1.   Annual Report on Form 10-KSB for the year ended February 29, 1996;

2.   Quarterly Reports on Form 10-QSB for the quarters ended May 31, 1996,
     and August 31, 1996; and

3.   Current Report on Form 8-K dated July 30, 1996.


                                        7

<PAGE>

                           TEXT OF PROPOSED AMENDMENT
                  TO THE RESTATED CERTIFICATE OF INCORPORATION

     If the proposed amendment to the Restated Certificate of Incorporation is
adopted, Article IV will read as follows:

     "Fourth.
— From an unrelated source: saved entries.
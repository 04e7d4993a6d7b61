//! `PostgreSQL` repository implementation for poll storage.

use super::{
    models::{ChoiceRow, NewChoiceRow, NewQuestionRow, QuestionRow},
    schema::{choices, questions},
};
use crate::poll::{
    domain::{
        Choice, ChoiceId, ChoiceText, LatestQuestionsQuery, MAX_VOTES, PersistedQuestionData,
        Question, QuestionId, QuestionText,
    },
    ports::{PollRepository, PollRepositoryError, PollRepositoryResult},
};
use async_trait::async_trait;
use diesel::connection::SimpleConnection;
use diesel::pg::PgConnection;
use diesel::prelude::*;
use diesel::r2d2::{ConnectionManager, Pool};
use diesel::result::{DatabaseErrorKind, Error as DieselError};
use std::collections::HashMap;
use uuid::Uuid;

/// [`MAX_VOTES`] as stored in the `INTEGER` votes column.
const MAX_VOTES_SQL: i32 = i32::MAX;

const _: () = assert!(MAX_VOTES_SQL.unsigned_abs() == MAX_VOTES);

/// `PostgreSQL` connection pool type used by poll adapters.
pub type PollPgPool = Pool<ConnectionManager<PgConnection>>;

/// SQL creating the poll tables. Safe to run repeatedly.
pub const SCHEMA_SQL: &str =
    include_str!("../../../../migrations/2026-10-01-000000_create_polls/up.sql");

/// `PostgreSQL`-backed poll repository.
#[derive(Debug, Clone)]
pub struct PostgresPollRepository {
    pool: PollPgPool,
}

impl PostgresPollRepository {
    /// Creates a new repository from a `PostgreSQL` connection pool.
    #[must_use]
    pub const fn new(pool: PollPgPool) -> Self {
        Self { pool }
    }

    /// Creates the poll tables if they do not exist yet.
    ///
    /// # Errors
    ///
    /// Returns [`PollRepositoryError::Persistence`] when the connection or
    /// the DDL fails.
    pub async fn apply_schema(&self) -> PollRepositoryResult<()> {
        self.run_blocking(|connection| {
            connection
                .batch_execute(SCHEMA_SQL)
                .map_err(PollRepositoryError::persistence)
        })
        .await
    }

    async fn run_blocking<F, T>(&self, f: F) -> PollRepositoryResult<T>
    where
        F: FnOnce(&mut PgConnection) -> PollRepositoryResult<T> + Send + 'static,
        T: Send + 'static,
    {
        let pool = self.pool.clone();
        tokio::task::spawn_blocking(move || {
            let mut connection = pool.get().map_err(PollRepositoryError::persistence)?;
            f(&mut connection)
        })
        .await
        .map_err(PollRepositoryError::persistence)?
    }
}

impl From<DieselError> for PollRepositoryError {
    fn from(err: DieselError) -> Self {
        Self::persistence(err)
    }
}

#[async_trait]
impl PollRepository for PostgresPollRepository {
    async fn store_question(&self, question: &Question) -> PollRepositoryResult<()> {
        let question_id = question.id();
        let question_row = to_new_question_row(question);
        let choice_rows = question
            .choices()
            .iter()
            .map(to_new_choice_row)
            .collect::<PollRepositoryResult<Vec<_>>>()?;

        self.run_blocking(move |connection| {
            connection.transaction::<_, PollRepositoryError, _>(|tx| {
                diesel::insert_into(questions::table)
                    .values(&question_row)
                    .execute(tx)
                    .map_err(|err| {
                        unique_violation_or(err, PollRepositoryError::DuplicateQuestion(question_id))
                    })?;
                for row in &choice_rows {
                    insert_choice(tx, row)?;
                }
                Ok(())
            })
        })
        .await
    }

    async fn add_choice(&self, choice: &Choice) -> PollRepositoryResult<()> {
        let row = to_new_choice_row(choice)?;
        self.run_blocking(move |connection| insert_choice(connection, &row))
            .await
    }

    async fn find_question(&self, id: QuestionId) -> PollRepositoryResult<Option<Question>> {
        self.run_blocking(move |connection| {
            let row = questions::table
                .find(id.into_inner())
                .select(QuestionRow::as_select())
                .first::<QuestionRow>(connection)
                .optional()
                .map_err(PollRepositoryError::persistence)?;
            let Some(question_row) = row else {
                return Ok(None);
            };
            let choice_rows = load_choices(connection, vec![question_row.id])?;
            row_to_question(question_row, choice_rows).map(Some)
        })
        .await
    }

    async fn latest_published(
        &self,
        query: LatestQuestionsQuery,
    ) -> PollRepositoryResult<Vec<Question>> {
        let limit = i64::try_from(query.limit()).map_err(PollRepositoryError::persistence)?;
        let now = query.now();
        self.run_blocking(move |connection| {
            let question_rows = questions::table
                .filter(questions::pub_date.le(now))
                .filter(questions::id.eq_any(choices::table.select(choices::question_id)))
                .order((questions::pub_date.desc(), questions::id.desc()))
                .limit(limit)
                .select(QuestionRow::as_select())
                .load::<QuestionRow>(connection)
                .map_err(PollRepositoryError::persistence)?;

            let ids = question_rows.iter().map(|row| row.id).collect();
            let mut grouped: HashMap<Uuid, Vec<ChoiceRow>> = HashMap::new();
            for choice_row in load_choices(connection, ids)? {
                grouped
                    .entry(choice_row.question_id)
                    .or_default()
                    .push(choice_row);
            }

            question_rows
                .into_iter()
                .map(|row| {
                    let owned = grouped.remove(&row.id).unwrap_or_default();
                    row_to_question(row, owned)
                })
                .collect()
        })
        .await
    }

    async fn increment_votes(
        &self,
        question_id: QuestionId,
        choice_id: ChoiceId,
    ) -> PollRepositoryResult<Option<Choice>> {
        self.run_blocking(move |connection| {
            let owned = choices::table
                .filter(choices::id.eq(choice_id.into_inner()))
                .filter(choices::question_id.eq(question_id.into_inner()));
            let row = diesel::update(owned.clone().filter(choices::votes.lt(MAX_VOTES_SQL)))
                .set(choices::votes.eq(choices::votes + 1))
                .returning(ChoiceRow::as_returning())
                .get_result::<ChoiceRow>(connection)
                .optional()
                .map_err(PollRepositoryError::persistence)?;
            if let Some(updated) = row {
                return row_to_choice(updated).map(Some);
            }

            // No row updated: either the choice is foreign or its tally is full.
            let exists = diesel::select(diesel::dsl::exists(owned))
                .get_result::<bool>(connection)
                .map_err(PollRepositoryError::persistence)?;
            if exists {
                Err(PollRepositoryError::VoteCountOverflow(choice_id))
            } else {
                Ok(None)
            }
        })
        .await
    }
}

fn to_new_question_row(question: &Question) -> NewQuestionRow {
    NewQuestionRow {
        id: question.id().into_inner(),
        question_text: question.text().as_str().to_owned(),
        pub_date: question.pub_date(),
    }
}

fn to_new_choice_row(choice: &Choice) -> PollRepositoryResult<NewChoiceRow> {
    let votes = i32::try_from(choice.votes()).map_err(PollRepositoryError::persistence)?;
    Ok(NewChoiceRow {
        id: choice.id().into_inner(),
        question_id: choice.question_id().into_inner(),
        choice_text: choice.text().as_str().to_owned(),
        votes,
    })
}

fn insert_choice(connection: &mut PgConnection, row: &NewChoiceRow) -> PollRepositoryResult<()> {
    let choice_id = ChoiceId::from_uuid(row.id);
    let question_id = QuestionId::from_uuid(row.question_id);
    diesel::insert_into(choices::table)
        .values(row)
        .execute(connection)
        .map_err(|err| match err {
            DieselError::DatabaseError(DatabaseErrorKind::ForeignKeyViolation, _) => {
                PollRepositoryError::QuestionNotFound(question_id)
            }
            other => unique_violation_or(other, PollRepositoryError::DuplicateChoice(choice_id)),
        })?;
    Ok(())
}

fn unique_violation_or(err: DieselError, duplicate: PollRepositoryError) -> PollRepositoryError {
    match err {
        DieselError::DatabaseError(DatabaseErrorKind::UniqueViolation, _) => duplicate,
        other => PollRepositoryError::persistence(other),
    }
}

fn load_choices(
    connection: &mut PgConnection,
    question_ids: Vec<Uuid>,
) -> PollRepositoryResult<Vec<ChoiceRow>> {
    choices::table
        .filter(choices::question_id.eq_any(question_ids))
        .order(choices::id.asc())
        .select(ChoiceRow::as_select())
        .load::<ChoiceRow>(connection)
        .map_err(PollRepositoryError::persistence)
}

/// Converts a persisted choice row into a domain choice.
///
/// # Errors
///
/// Returns [`PollRepositoryError::Persistence`] when the stored text is not
/// valid choice text or the stored vote count is negative.
pub(crate) fn row_to_choice(row: ChoiceRow) -> PollRepositoryResult<Choice> {
    let ChoiceRow {
        id,
        question_id,
        choice_text,
        votes,
    } = row;
    let text = ChoiceText::new(choice_text).map_err(PollRepositoryError::persistence)?;
    let votes = u32::try_from(votes).map_err(PollRepositoryError::persistence)?;
    Ok(Choice::from_persisted(
        ChoiceId::from_uuid(id),
        QuestionId::from_uuid(question_id),
        text,
        votes,
    ))
}

/// Converts a persisted question row and its choice rows into an aggregate.
///
/// # Errors
///
/// Returns [`PollRepositoryError::Persistence`] when any stored value fails
/// domain validation.
pub(crate) fn row_to_question(
    row: QuestionRow,
    choice_rows: Vec<ChoiceRow>,
) -> PollRepositoryResult<Question> {
    let QuestionRow {
        id,
        question_text,
        pub_date,
    } = row;
    let text = QuestionText::new(question_text).map_err(PollRepositoryError::persistence)?;
    let choices = choice_rows
        .into_iter()
        .map(row_to_choice)
        .collect::<PollRepositoryResult<Vec<_>>>()?;
    Ok(Question::from_persisted(PersistedQuestionData {
        id: QuestionId::from_uuid(id),
        text,
        pub_date,
        choices,
    }))
}
//! Repository port for question and choice persistence.

use crate::poll::domain::{Choice, ChoiceId, LatestQuestionsQuery, Question, QuestionId};
use async_trait::async_trait;
use std::sync::Arc;
use thiserror::Error;

/// Result type for poll repository operations.
pub type PollRepositoryResult<T> = Result<T, PollRepositoryError>;

/// Question and choice persistence contract.
#[cfg_attr(test, mockall::automock)]
#[async_trait]
pub trait PollRepository: Send + Sync {
    /// Stores a new question together with any choices it already owns.
    ///
    /// # Errors
    ///
    /// Returns [`PollRepositoryError::DuplicateQuestion`] when the question ID
    /// already exists or [`PollRepositoryError::DuplicateChoice`] when one of
    /// its choices does.
    async fn store_question(&self, question: &Question) -> PollRepositoryResult<()>;

    /// Stores a new choice for an existing question.
    ///
    /// # Errors
    ///
    /// Returns [`PollRepositoryError::QuestionNotFound`] when the owning
    /// question does not exist or [`PollRepositoryError::DuplicateChoice`]
    /// when the choice ID already exists.
    async fn add_choice(&self, choice: &Choice) -> PollRepositoryResult<()>;

    /// Finds a question, with its choices, by identifier.
    ///
    /// Returns `None` when the question does not exist.
    async fn find_question(&self, id: QuestionId) -> PollRepositoryResult<Option<Question>>;

    /// Returns the questions selected by `query`, newest first.
    async fn latest_published(
        &self,
        query: LatestQuestionsQuery,
    ) -> PollRepositoryResult<Vec<Question>>;

    /// Atomically adds one vote to a choice of the given question.
    ///
    /// Returns the updated choice, or `None` when no choice with that
    /// identifier belongs to the question.
    ///
    /// # Errors
    ///
    /// Returns [`PollRepositoryError::VoteCountOverflow`] when the tally is
    /// already at [`MAX_VOTES`](crate::poll::domain::MAX_VOTES).
    async fn increment_votes(
        &self,
        question_id: QuestionId,
        choice_id: ChoiceId,
    ) -> PollRepositoryResult<Option<Choice>>;
}

/// Errors returned by poll repository implementations.
#[derive(Debug, Clone, Error)]
pub enum PollRepositoryError {
    /// A question with the same identifier already exists.
    #[error("duplicate question identifier: {0}")]
    DuplicateQuestion(QuestionId),

    /// A choice with the same identifier already exists.
    #[error("duplicate choice identifier: {0}")]
    DuplicateChoice(ChoiceId),

    /// The question was not found.
    #[error("question not found: {0}")]
    QuestionNotFound(QuestionId),

    /// The choice already holds the maximum vote tally.
    #[error("vote count overflow for choice {0}")]
    VoteCountOverflow(ChoiceId),

    /// Persistence-layer failure.
    #[error("persistence error: {0}")]
    Persistence(Arc<dyn std::error::Error + Send + Sync>),
}

impl PollRepositoryError {
    /// Wraps a persistence error.
    pub fn persistence(err: impl std::error::Error + Send + Sync + 'static) -> Self {
        Self::Persistence(Arc::new(err))
    }
}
Effective ______________, 1997, the shares of Common Stock
     outstanding on that date shall be split 1 for 25 with the result that
     each 25 shares of outstanding Common Stock shall become 1 share of
     outstanding Common Stock.  The total aggregate number of shares which
     the Company shall have authority to issue is ten million, ten thousand
     (10,010,000) shares designated as follows: (i) ten million
     (10,000,000) shares of Common Stock, par value $.25 per share; and
     (ii) ten thousand (10,000)  shares of  Preferred Stock,  par value
     $1.00 per share, which shares of Preferred Stock may be issued in
     series, all with such rights, privileges and restrictions and
     preferences as the Board of Directors may authorize from time to
     time."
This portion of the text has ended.